Tiger Woods is a student of golf, its history and its traditions. He cherishes the intricacies that make the game unlike any other.
Among the things he discovered long ago about the game is that there is always another lesson to be learned. The education of a golfer, no matter how talented and decorated, is never complete.
Woods got a putting tip on the eve of the World Golf Championships-Cadillac Championship last week and executed it to perfection on his way to a 76th career PGA Tour victory at Trump Doral Golf Club and Resort. It was his 17th World Golf Championships title and the seventh time he won this particular tournament.
Woods is the PGA Tour’s first two-time winner this year – the first time in five years that he has two victories before the Masters Tournament. He has one more tournament scheduled before the Masters, at the Arnold Palmer Invitational March 21-24 at Bay Hill.
“Any time I can win prior to Augusta, it always feels good,” Woods said.
The significance of Bay Hill is that Woods, with a victory, can return to the top of the Official World Golf Ranking and arrive at Augusta National Golf Club once again as the No. 1 player. Woods has his good friend, Steve Stricker, to thank in part for his dominating performance at the Cadillac Championship. Woods wasn’t shy about saying so, either.
“Thank you to Steve for the putting lesson,” said Woods, who spent 45 minutes with Stricker, considered one of golf’s great putters, on the eve of the tournament.
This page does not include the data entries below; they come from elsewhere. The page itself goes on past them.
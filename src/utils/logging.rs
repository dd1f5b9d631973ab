//! Logging setup

use std::io::IsTerminal;

use tracing_subscriber::EnvFilter;

use crate::error::{FrameCutError, FrameCutResult};

/// Install the global tracing subscriber writing to stderr
///
/// `level` accepts anything `EnvFilter` does, from `info` to
/// `framecut_cli=debug,warn`.
pub fn init_logging(level: &str) -> FrameCutResult<()> {
    let filter = EnvFilter::try_new(level).map_err(|e| FrameCutError::ConfigError {
        message: format!("invalid log level '{}': {}", level, e),
    })?;

    tracing_subscriber::fmt()
        .with_env_filter(filter)
        .with_writer(std::io::stderr)
        .with_ansi(std::io::stderr().is_terminal())
        .with_target(false)
        .try_init()
        .map_err(|e| FrameCutError::ConfigError {
            message: format!("logging already initialized: {}", e),
        })?;

    tracing::debug!("Logging initialized with filter: {}", level);
    Ok(())
}
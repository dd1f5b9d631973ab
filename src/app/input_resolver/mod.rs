// Input resolver - Turns a manifest, a line file or console answers into a job table

use std::fs;
use std::path::Path;

use serde::Deserialize;
use serde_json::Value;
use tracing::{error, info, warn};

use crate::domain::model::*;
use crate::domain::rules::*;
use crate::error::{FrameCutError, FrameCutResult};
use crate::ports::*;
use crate::utils::path::resolve_video;

/// Word ending either interactive loop, compared case-insensitively
pub const STOP_WORD: &str = "stop";

/// Where this run's jobs come from
#[derive(Debug, Clone, PartialEq)]
pub enum InputSource {
    /// Text that parsed as a JSON array or object
    JsonManifest(Manifest),
    /// Any other text, read as filename and timecode lines
    LineFile(String),
    /// Console prompts, optionally starting with a known video
    Interactive { preset: Option<String> },
}

/// One `{ "file": .., "frames": [..] }` manifest entry
#[derive(Debug, Clone, PartialEq, Eq, Deserialize)]
pub struct ManifestEntry {
    pub file: String,
    pub frames: Vec<String>,
}

/// Shapes accepted for a JSON manifest
#[derive(Debug, Clone, PartialEq)]
pub enum Manifest {
    /// An array of well-formed entries
    Entries(Vec<ManifestEntry>),
    /// Any other array or object, used directly as the job table
    Table(Value),
}

impl Manifest {
    /// Pick the manifest shape, `None` for JSON scalars
    pub fn from_value(value: Value) -> Option<Self> {
        match value {
            Value::Array(_) => match Vec::<ManifestEntry>::deserialize(&value) {
                Ok(entries) => Some(Manifest::Entries(entries)),
                Err(e) => {
                    warn!(
                        "Manifest entries lack 'file'/'frames' ({}), using the whole document as the job table",
                        e
                    );
                    Some(Manifest::Table(value))
                }
            },
            Value::Object(_) => Some(Manifest::Table(value)),
            _ => None,
        }
    }
}

/// Items of a pre-shaped table: a token or an explicit frame
#[derive(Debug, Deserialize)]
#[serde(untagged)]
enum TableItem {
    Token(String),
    Frame(Frame),
}

impl InputSource {
    /// Classify the optional `--file` argument
    pub fn classify(file: Option<&Path>) -> FrameCutResult<Self> {
        let Some(path) = file else {
            return Ok(InputSource::Interactive { preset: None });
        };

        let bytes = fs::read(path).map_err(|source| FrameCutError::ManifestUnreadable {
            path: path.display().to_string(),
            source,
        })?;
        Ok(Self::classify_bytes(path, bytes))
    }

    /// Classify already loaded file content
    pub fn classify_bytes(path: &Path, bytes: Vec<u8>) -> Self {
        let text = match String::from_utf8(bytes) {
            Ok(text) => text,
            Err(_) => {
                info!(
                    "{} is not a text file, treating it as the first video",
                    path.display()
                );
                return InputSource::Interactive {
                    preset: Some(path.to_string_lossy().into_owned()),
                };
            }
        };

        match serde_json::from_str::<Value>(&text) {
            Ok(value) => match Manifest::from_value(value) {
                Some(manifest) => InputSource::JsonManifest(manifest),
                None => InputSource::LineFile(text),
            },
            Err(_) => InputSource::LineFile(text),
        }
    }
}

fn is_stop(answer: &str) -> bool {
    answer.trim().eq_ignore_ascii_case(STOP_WORD)
}

/// Builds the job table for one run
pub struct InputResolver<'a> {
    config: &'a CutConfig,
    fs: &'a dyn FsPort,
}

impl<'a> InputResolver<'a> {
    pub fn new(config: &'a CutConfig, fs: &'a dyn FsPort) -> Self {
        Self { config, fs }
    }

    /// Resolve any input source; `prompt` is only used in interactive mode
    pub fn resolve(
        &self,
        source: InputSource,
        prompt: &mut dyn PromptPort,
    ) -> FrameCutResult<JobTable> {
        match source {
            InputSource::JsonManifest(manifest) => {
                let table = self.from_manifest(manifest)?;
                info!("JSON loaded, processing videos...");
                Ok(table)
            }
            InputSource::LineFile(content) => {
                let table = self.from_line_file(&content)?;
                info!("File loaded, processing videos...");
                Ok(table)
            }
            InputSource::Interactive { preset } => {
                let table = self.from_prompts(preset, prompt)?;
                info!("Data loaded, processing videos...");
                Ok(table)
            }
        }
    }

    /// JSON mode
    pub fn from_manifest(&self, manifest: Manifest) -> FrameCutResult<JobTable> {
        let seps = &self.config.separators;
        let mut table = JobTable::new();

        match manifest {
            Manifest::Entries(entries) => {
                for entry in entries {
                    let mut list = FrameList::new();
                    for token in &entry.frames {
                        list.extend(split_frames(token, seps));
                    }
                    table.insert(entry.file, list);
                }
            }
            Manifest::Table(Value::Object(map)) => {
                for (video, items) in map {
                    let items = Vec::<TableItem>::deserialize(&items).map_err(|e| {
                        FrameCutError::ManifestShape {
                            message: format!("frames of '{}': {}", video, e),
                        }
                    })?;
                    let mut list = FrameList::new();
                    for item in items {
                        match item {
                            TableItem::Token(token) => list.extend(split_frames(&token, seps)),
                            TableItem::Frame(frame) => list.push(frame),
                        }
                    }
                    table.insert(video, list);
                }
            }
            Manifest::Table(_) => {
                return Err(FrameCutError::ManifestShape {
                    message: "expected an array of {\"file\", \"frames\"} objects or an object of video to frames".to_string(),
                });
            }
        }

        Ok(table)
    }

    /// Special-file mode
    pub fn from_line_file(&self, content: &str) -> FrameCutResult<JobTable> {
        let seps = &self.config.separators;
        let mut table = JobTable::new();
        let mut current: Option<String> = None;

        for (index, raw) in content.lines().enumerate() {
            let line = raw.trim();
            if line.is_empty() {
                continue;
            }

            if let Some(video) = resolve_video(self.fs, line, &self.config.extension) {
                table.insert(video.clone(), FrameList::new());
                current = Some(video);
                continue;
            }

            if is_timecode_line(line, seps) {
                let video = current
                    .as_deref()
                    .ok_or_else(|| FrameCutError::OrphanTimecodeLine {
                        line: index + 1,
                        content: line.to_string(),
                    })?;
                if let Some(list) = table.get_mut(video) {
                    list.extend(split_frames(line, seps));
                }
                continue;
            }

            warn!(
                "Line {}: '{}' is neither an existing video nor a timecode line, ignored",
                index + 1,
                line
            );
        }

        Ok(table)
    }

    /// Interactive mode
    pub fn from_prompts(
        &self,
        preset: Option<String>,
        prompt: &mut dyn PromptPort,
    ) -> FrameCutResult<JobTable> {
        let mut table = JobTable::new();
        let mut preset = preset;

        loop {
            let answer = match preset.take() {
                Some(name) => name,
                None => match prompt.prompt("Enter the video filename:")? {
                    Some(answer) => answer,
                    None => break,
                },
            };

            if is_stop(&answer) {
                break;
            }

            let Some(video) = resolve_video(self.fs, answer.trim(), &self.config.extension)
            else {
                error!("File not found: {}", answer.trim());
                continue;
            };

            let frames = self.prompt_frames(prompt)?;
            info!("Data saved, type 'stop' to keep on processing");
            table.insert(video, frames);
        }

        Ok(table)
    }

    fn prompt_frames(&self, prompt: &mut dyn PromptPort) -> FrameCutResult<FrameList> {
        let seps = &self.config.separators;
        let message = format!(
            "Enter the frame to cut (stop to quit):\nxx:xx{}yy:yy{}xx...",
            seps.range(),
            seps.frame()
        );
        let mut list = FrameList::new();

        while let Some(answer) = prompt.prompt(&message)? {
            let line = answer.trim();
            if is_stop(line) {
                break;
            }
            if !seps.appears_in(line) {
                error!("Wrong frame syntax, please retry");
                continue;
            }
            if !is_timecode_line(line, seps) {
                error!(
                    "'{}' may only contain digits, ':', '{}' and '{}', please retry",
                    line,
                    seps.range(),
                    seps.frame()
                );
                continue;
            }

            let parsed = split_frames(line, seps);
            if !parsed.rejected.is_empty() {
                error!(
                    "Frames {:?} lack the '{}' separator, please retry",
                    parsed.rejected,
                    seps.range()
                );
                continue;
            }
            list.extend(parsed);
        }

        Ok(list)
    }
}
//! CLI module for FrameCut
//!
//! This module handles command-line argument parsing and command execution.

use std::path::PathBuf;

use clap::Parser;

pub mod args;
pub mod commands;

pub use args::CutArgs;

/// FrameCut batch video cutter
///
/// Cuts clips out of videos with an external transcoder. Jobs come from a
/// JSON manifest, a plain text listing, or interactive prompts.
#[derive(Parser, Debug)]
#[command(name = "framecut")]
#[command(about = "FrameCut - Batch video cutting driven by timecode lists")]
#[command(version)]
pub struct Cli {
    /// Logging level or tracing filter
    #[arg(long, default_value = "info", env = "FRAMECUT_LOG")]
    pub log_level: String,

    /// TOML configuration file (default: ./framecut.toml when present)
    #[arg(long)]
    pub config: Option<PathBuf>,

    #[command(flatten)]
    pub args: CutArgs,
}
Woods was outstanding on the greens of the Blue Monster. He made 27 birdies, one shy of his personal best. He needed just 74 putts through the first 54 holes and 100 putts for the entire championship, the lowest total of his PGA Tour career. He led by as many as five strokes and closed with a final-round 71 for a 19-under-par 269 total.
Ironically, it was Stricker who finished second to Woods, two strokes behind. Stricker has two runner-up finishes in three starts this year and he, too, will arrive at Augusta National as one of the favorites to win a Green Jacket despite his new, abbreviated playing schedule.
Among the putting issues discussed by Stricker and Woods were some of the basics, like posture, impact position and a relaxed grip. Woods, a four-time Masters champion and winner of 14 major championships, had no inhibitions about accepting advice from Stricker, one of his closest friends. They have often represented the United States as partners in international competition and regularly practice together on Tour.
“He can see the things that are off a little bit because he knows my stroke so well,” Woods said. “He just gave me a couple little things to talk about and, lo and behold, I started feeling just like I did at Torrey.
“Whatever he says, I’m going to do. He’s one of the best putters that has ever lived.”
Woods opened the United States portion of his Tour schedule with a victory at Torrey Pines in January at the Farmers Insurance Open. He’s now 2-for-4 in 2013.
“It's kind of the nature of our game,” Stricker said. “Older players have done it with me, and I'm now one of those older players I guess, and when somebody asks me for help, I tend to give it to them. Tiger and I have always talked about putting. He had me look at him again this week and some things clicked with him.”
Stricker said the thoughts and advice go in both directions.
“We've texted back and forth about feels with little wedge shots, putting,” Stricker said. “We've touched base when we haven't been on Tour together at the same time. We've talked over the phone, too. He’s the best player in the world, I could pick his brain all day long. He likes what I do putting and some of my wedge play, so he kind of picks my brain on that, too.”
“I am probably in a better spirit because I'm making more putts and now I know how he feels every day,” Woods said. “Yeah, it's kind of nice to make putts. No wonder (Stricker) is always in a good mood.”
The consensus of the strong field of contenders at Doral who tried unsuccessfully to keep pace with Woods is that his game looks solid in every area
“In this wind the last couple days, his ball flight control is pretty stunning, really, the way he flights his irons around,” said Graeme McDowell, who played the final 36 holes with Woods.
“His driver looks like it's a bit safe. He doesn't look like he's kind of got the 350‑bomb in him anymore that he maybe used to have. Everything is just under control off the tee. It's a cut and it's in play, and that seems to be the way he's learned how to get his game, get it in the fairway and then from there, we know how good he is.”
Woods said the work of the past couple of years with instructor Sean Foley has paid off.
“Those changes have been pretty much implemented,” Woods said. “We are just making fine tunes, each and every day you have little bitty adjustments here and there but the major overhauls are done and now I have more time to dedicate to my short game.”
And with some help from Stricker, Woods appears primed for a return to Augusta National where the challenges on the greens are unlike any other.